Dos meses después de la posesión del presidente Petro se siente en el país una inquietante incertidumbre sobre el futuro que nos espera.
Un gobierno cuyos ministros divagan entre lo imposible y lo impracticable, y suscita, no solo divergencias en su seno que lo llevan a pensar en el enemigo interno, sino también naturales temores e interrogantes sobre sus capacidades de formulación y conducción de políticas y soluciones acertadas. Y al frente, una oposición que aún no encuentra el tono ni sustancia para contener la avalancha de improvisaciones que nos pretenden recetar, y pareciera olvidar a los electores que sumaron casi igual suma de los votos que el candidato vencedor. Situación de un nudo gordiano que nadie se sentía capaz de desatar, hasta el discurso del presidente en la clausura de la minga política y cultural el miércoles en el Cauca.
Allí, absolvió a sus ministros de sus incapacidades y desarreglos para atribuir a las normativas del pasado, supuestamente escritas desde “los tiempos de la esclavitud” por “privilegiados y codiciosos” y “sus “herederos”, todos los imaginarios negativos acumulados en siglos, y que hoy pretende deshacer con la definitiva ruptura con ese novelesco pasado responsable de todas nuestras desventuras como nación. Y lo primero será desenmascarar a los enemigos internos del cambio, porque teme que el tiempo se esfume y no le permita asentar su liderazgo en una América Latina que concibe debatiéndose aún entre “la conquista y la resistencia”.
Semejante invectiva debe preocupar no solamente a miembros del gabinete que pudiesen ser considerados herederos del pasado, o a los regalados congresistas que militan en partidos históricos y en sus derivados, sino también a todos los colombianos por el odio de clases y racial que destila su concepción, radicalmente contraria al mestizaje que nos caracteriza y a la riqueza de la diversidad cultural que nos distingue y que contribuyen al fortalecimiento de la identidad nacional.
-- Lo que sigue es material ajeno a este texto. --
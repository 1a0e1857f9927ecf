use async_trait::async_trait;
use serde_json::Value;
use std::collections::HashMap;
use std::time::Duration;
use tokio::io::AsyncWriteExt;
use tokio::process::Command;

use crate::errors::UtcpError;
use crate::providers::base::Provider;
use crate::providers::cli::CliProvider;
use crate::security::{validate_command, validate_command_args};
use crate::tools::Tool;
use crate::transports::{stream::StreamResult, ClientTransport};

/// Executes tools as subprocesses. Discovery runs the bare command; calls run
/// `<command> call <provider> <tool> [--flags]` with the tool arguments also piped
/// to stdin as JSON. Does not support streaming.
pub struct CliTransport;

impl Default for CliTransport {
    fn default() -> Self {
        Self::new()
    }
}

impl CliTransport {
    pub fn new() -> Self {
        Self
    }

    fn split_command(command_name: &str) -> Result<(String, Vec<String>), UtcpError> {
        let parts: Vec<String> = command_name
            .split_whitespace()
            .map(|s| s.to_string())
            .collect();
        if parts.is_empty() {
            return Err(UtcpError::CommandInjection("empty command name".into()));
        }
        validate_command(&parts[0], &[])?;
        validate_command_args(&parts[1..])?;
        Ok((parts[0].clone(), parts[1..].to_vec()))
    }

    async fn execute_command(
        &self,
        cmd_path: &str,
        args: &[String],
        env_vars: &Option<HashMap<String, String>>,
        working_dir: &Option<String>,
        stdin_input: Option<&str>,
    ) -> Result<(String, String, i32), UtcpError> {
        validate_command_args(args)?;

        let mut cmd = Command::new(cmd_path);
        cmd.args(args);

        if let Some(env) = env_vars {
            for (k, v) in env {
                cmd.env(k, v);
            }
        }

        if let Some(dir) = working_dir {
            cmd.current_dir(dir);
        }

        cmd.stdin(if stdin_input.is_some() {
            std::process::Stdio::piped()
        } else {
            std::process::Stdio::null()
        });
        cmd.stdout(std::process::Stdio::piped());
        cmd.stderr(std::process::Stdio::piped());

        let mut child = cmd
            .spawn()
            .map_err(|e| UtcpError::ConnectFailed(format!("failed to spawn {cmd_path}: {e}")))?;

        if let Some(input) = stdin_input {
            if let Some(mut stdin) = child.stdin.take() {
                stdin
                    .write_all(input.as_bytes())
                    .await
                    .map_err(|e| UtcpError::EncodeFailed(e.to_string()))?;
                drop(stdin);
            }
        }

        let output = tokio::time::timeout(Duration::from_secs(30), child.wait_with_output())
            .await
            .map_err(|_| UtcpError::Timeout(Duration::from_secs(30)))?
            .map_err(|e| UtcpError::Other(e.into()))?;

        let stdout = String::from_utf8_lossy(&output.stdout).to_string();
        let stderr = String::from_utf8_lossy(&output.stderr).to_string();
        let exit_code = output.status.code().unwrap_or(1);

        Ok((stdout, stderr, exit_code))
    }

    fn format_arguments(&self, args: &HashMap<String, Value>) -> Vec<String> {
        let mut result = Vec::new();
        let mut keys: Vec<_> = args.keys().collect();
        keys.sort();

        for key in keys {
            if let Some(value) = args.get(key) {
                match value {
                    Value::Bool(true) => result.push(format!("--{key}")),
                    Value::Bool(false) => {}
                    Value::Array(arr) => {
                        for item in arr {
                            result.push(format!("--{key}"));
                            result.push(item.to_string());
                        }
                    }
                    _ => {
                        result.push(format!("--{key}"));
                        result.push(value.to_string().trim_matches('"').to_string());
                    }
                }
            }
        }

        result
    }

    fn extract_tools_from_output(&self, output: &str, provider_name: &str) -> Vec<Tool> {
        let bind = |mut tool: Tool| {
            tool.provider_name = Some(provider_name.to_string());
            tool
        };

        if let Ok(manifest) = serde_json::from_str::<Value>(output) {
            if let Some(tools_array) = manifest.get("tools").and_then(|v| v.as_array()) {
                return tools_array
                    .iter()
                    .filter_map(|v| serde_json::from_value::<Tool>(v.clone()).ok())
                    .map(bind)
                    .collect();
            }
        }

        output
            .lines()
            .map(str::trim)
            .filter(|line| line.starts_with('{') && line.ends_with('}'))
            .filter_map(|line| serde_json::from_str::<Tool>(line).ok())
            .map(bind)
            .collect()
    }
}

#[async_trait]
impl ClientTransport for CliTransport {
    fn name(&self) -> &'static str {
        "cli"
    }

    fn supports_streaming(&self) -> bool {
        false
    }

    async fn register_tool_provider(&self, prov: &dyn Provider) -> Result<Vec<Tool>, UtcpError> {
        let cli_prov = prov
            .as_any()
            .downcast_ref::<CliProvider>()
            .ok_or_else(|| UtcpError::InvalidProvider("expected a CLI provider".into()))?;

        let (cmd_path, cmd_args) = Self::split_command(&cli_prov.command_name)?;

        let (stdout, stderr, exit_code) = self
            .execute_command(
                &cmd_path,
                &cmd_args,
                &cli_prov.env_vars,
                &cli_prov.working_dir,
                None,
            )
            .await?;

        let output = if exit_code == 0 { stdout } else { stderr };
        if output.trim().is_empty() {
            return Ok(vec![]);
        }

        Ok(self.extract_tools_from_output(&output, &cli_prov.base.name))
    }

    async fn deregister_tool_provider(&self, _prov: &dyn Provider) -> Result<(), UtcpError> {
        Ok(())
    }

    async fn call_tool(
        &self,
        tool_name: &str,
        args: HashMap<String, Value>,
        prov: &dyn Provider,
    ) -> Result<Value, UtcpError> {
        let cli_prov = prov
            .as_any()
            .downcast_ref::<CliProvider>()
            .ok_or_else(|| UtcpError::InvalidProvider("expected a CLI provider".into()))?;

        let (cmd_path, _) = Self::split_command(&cli_prov.command_name)?;

        let mut cmd_args = vec![
            "call".to_string(),
            cli_prov.base.name.clone(),
            tool_name.to_string(),
        ];
        cmd_args.extend(self.format_arguments(&args));

        let input_json =
            serde_json::to_string(&args).map_err(|e| UtcpError::EncodeFailed(e.to_string()))?;

        let (stdout, stderr, exit_code) = self
            .execute_command(
                &cmd_path,
                &cmd_args,
                &cli_prov.env_vars,
                &cli_prov.working_dir,
                Some(&input_json),
            )
            .await?;

        let output = if exit_code == 0 { stdout } else { stderr };
        if output.trim().is_empty() {
            return Ok(Value::String(String::new()));
        }

        Ok(serde_json::from_str::<Value>(&output)
            .unwrap_or_else(|_| Value::String(output.trim().to_string())))
    }

    async fn call_tool_stream(
        &self,
        _tool_name: &str,
        _args: HashMap<String, Value>,
        _prov: &dyn Provider,
    ) -> Result<Box<dyn StreamResult>, UtcpError> {
        Err(UtcpError::NoTransport(
            "cli transport does not support streaming".into(),
        ))
    }
}

#[cfg(test)]
mod tests {
    use super::*;

    #[test]
    fn split_command_rejects_shell_metacharacters() {
        assert!(CliTransport::split_command("echo `whoami`").is_err());
    }

    #[test]
    fn split_command_splits_on_whitespace() {
        let (cmd, args) = CliTransport::split_command("python3 server.py").unwrap();
        assert_eq!(cmd, "python3");
        assert_eq!(args, vec!["server.py".to_string()]);
    }

    #[test]
    fn extract_tools_from_manifest_binds_provider_name() {
        let transport = CliTransport::new();
        let output = serde_json::json!({
            "tools": [{
                "name": "echo",
                "description": "d",
                "inputs": {"type": "object"},
                "outputs": {"type": "object"},
                "tags": [],
            }]
        })
        .to_string();
        let tools = transport.extract_tools_from_output(&output, "cli-provider");
        assert_eq!(tools.len(), 1);
        assert_eq!(tools[0].provider_name.as_deref(), Some("cli-provider"));
    }
}
//! API key generation: `pa_v3_<millis base36>_<random base36>_<host suffix>`.

use chrono::{DateTime, Utc};
use uuid::Uuid;

const KEY_PREFIX: &str = "pa_v3";
const RANDOM_LEN: usize = 16;
const HOST_SUFFIX_LEN: usize = 8;
const BASE36: &[u8; 36] = b"0123456789abcdefghijklmnopqrstuvwxyz";

pub fn generate_api_key(now: DateTime<Utc>, host: &str) -> String {
    let timestamp = to_base36(now.timestamp_millis().max(0) as u128);
    let random = random_segment();
    let host_suffix = host_suffix(host);
    format!("{KEY_PREFIX}_{timestamp}_{random}_{host_suffix}")
}

/// Key for the current time and this machine's host name.
pub fn generate_local_api_key() -> String {
    let host = hostname::get()
        .map(|name| name.to_string_lossy().into_owned())
        .unwrap_or_else(|_| "localhost".to_string());
    generate_api_key(Utc::now(), &host)
}

fn random_segment() -> String {
    let digits = to_base36(Uuid::new_v4().as_u128());
    let start = digits.len().saturating_sub(RANDOM_LEN);
    format!("{:0>width$}", &digits[start..], width = RANDOM_LEN)
}

fn host_suffix(host: &str) -> String {
    let chars: Vec<char> = host.chars().collect();
    let start = chars.len().saturating_sub(HOST_SUFFIX_LEN);
    chars[start..].iter().collect()
}

fn to_base36(mut value: u128) -> String {
    if value == 0 {
        return "0".to_string();
    }
    let mut digits = Vec::new();
    while value > 0 {
        digits.push(BASE36[(value % 36) as usize]);
        value /= 36;
    }
    digits.reverse();
    String::from_utf8_lossy(&digits).into_owned()
}
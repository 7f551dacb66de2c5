//! Terminal stand-in for the editor's status bar and output channel.

use std::sync::Mutex;

use client_core::ConnectionObserver;
use shared::{domain::ConnectionState, status::StatusIndicator};
use tracing::{error, info};

pub fn render_status_line(state: &ConnectionState) -> String {
    let indicator = StatusIndicator::for_state(state);
    format!("[{}] {} | {}", indicator.color, indicator.text, indicator.tooltip)
}

#[derive(Default)]
pub struct StatusBarObserver {
    last_line: Mutex<Option<String>>,
}

impl StatusBarObserver {
    #[cfg(test)]
    pub fn last_line(&self) -> Option<String> {
        self.last_line
            .lock()
            .unwrap_or_else(std::sync::PoisonError::into_inner)
            .clone()
    }
}

impl ConnectionObserver for StatusBarObserver {
    fn on_state_change(&self, state: &ConnectionState) {
        match state {
            ConnectionState::Error(reason) => error!(%reason, "MCP connection error"),
            other => info!(state = %other, "MCP status changed"),
        }

        let line = render_status_line(state);
        println!("{line}");
        *self
            .last_line
            .lock()
            .unwrap_or_else(std::sync::PoisonError::into_inner) = Some(line);
    }
}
Gobernar delirando es la mejor fórmula para el desastre como ya se percibe con la inatención a los estragos climáticos, con convertir a Indumil en fabricante de puentes, con la repartición de tierras donde prevalecen los minifundios, o con su adquisición con deuda pública, con la suspensión de la exploración y explotación de hidrocarburos, y con una paz total con narcotraficantes que amenazaría la seguridad nacional y la paz hemisférica, entre otros enredos de similar naturaleza.
Para ese efecto, el presidente, acosado por el tiempo, quiere convertir su gestión en “un gobierno de multitudes” que le permita obviar el estado de derecho y contrarrestar las marchas que anuncia la oposición y que pretende neutralizar con iguales movilizaciones. Sutil amenaza de violencia.
Una oposición responsable, además de incisiva, deber ser inteligente y persistente en el Congreso, pero multitudinaria y pacífica en las calles para que la democracia no perezca en manos de la violencia y del totalitarismo que ésta engendra. Las pretensiones del progresismo de “desconstrucción creativa”, nos indican que la batalla es cultural y orbital y no debe librarse con parroquialismo, porque podría condenarnos al caos de un Armagedón que no supimos evitar.